Ketika dalam perjalanan untuk bertemu Napoleon, Prasetijo pun meminta jatah dari 100.000 dolar AS itu.

"Saat di perjalanan di dalam mobil, Prasetijo Utomo melihat uang yang dibawa oleh Tommy Sumardi, kemudian mengatakan, `Banyak banget ini, Ji, buat beliau? Buat gue mana?’,” tutur jaksa.

Lalu, Prasetijo pun membagi menjadi dua uang tersebut dengan mengatakan `ini buat gue, nah ini buat beliau`.

Namun, Napoleon menolak uang 50.000 ribu dolar AS yang telah dibagi dua oleh Prasetijo, serta meminta dengan jumlah uang yang lebih besar.

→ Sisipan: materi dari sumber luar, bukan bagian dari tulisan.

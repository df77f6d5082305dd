// src/bin/check_weeks.rs

//! Check week strings given on the command line and show how they expand.
//!
//!     check_weeks [--lossless] "1-16" "1-8,10-16" "3,1,2"

use anyhow::{bail, Result};
use clap::Parser;
use coursegrid::weeks::{self, WeekCompaction};
use tracing::{debug, warn};
use tracing_subscriber::{fmt, EnvFilter};

#[derive(Parser, Debug)]
#[command(about = "Check week strings and show how they expand")]
struct Args {
    /// Render runs (`1-3,9-10`) instead of min-max
    #[arg(long)]
    lossless: bool,

    #[arg(required = true, value_name = "WEEKS")]
    inputs: Vec<String>,
}

fn main() -> Result<()> {
    let env = EnvFilter::try_from_default_env().unwrap_or_else(|_| EnvFilter::new("warn"));
    fmt::Subscriber::builder()
        .with_env_filter(env)
        .with_writer(std::io::stderr)
        .init();

    let Args { lossless, inputs } = Args::parse();
    let compaction = if lossless {
        WeekCompaction::Lossless
    } else {
        WeekCompaction::Lossy
    };

    let mut invalid = 0;
    for input in &inputs {
        let valid = weeks::is_valid_format(input);
        let set = weeks::parse(input);
        let canonical = weeks::normalize_with(&set, compaction).unwrap_or_default();
        debug!(input = %input, valid, weeks = set.len(), "checked");
        if !valid {
            warn!(input = %input, "not a valid week string");
            invalid += 1;
        }
        println!(
            "{:<20} {:<7} {:<12} {:?}",
            input,
            if valid { "ok" } else { "INVALID" },
            canonical,
            set.to_vec()
        );
    }

    if invalid > 0 {
        bail!("{} of {} week string(s) invalid", invalid, inputs.len());
    }
    Ok(())
}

Pada akhirnya, Napoleon menerima uang sebesar 200.000 dolar Singapura dan 270.000 dolar As atau sekitar Rp6,1 miliar. Sedangkan, Prasetijo menerima uang  150.000 dolar AS atau sekitar Rp2,2 miliar

Setelah suap tersebut, Surat dari Devisi Hubungan Internasional Polri diserahkan kepada Ditjen Imigrasi Kemenkumham yang membuat status DPO dari Djoko Tjandra di hapus dari sistem imigrasi.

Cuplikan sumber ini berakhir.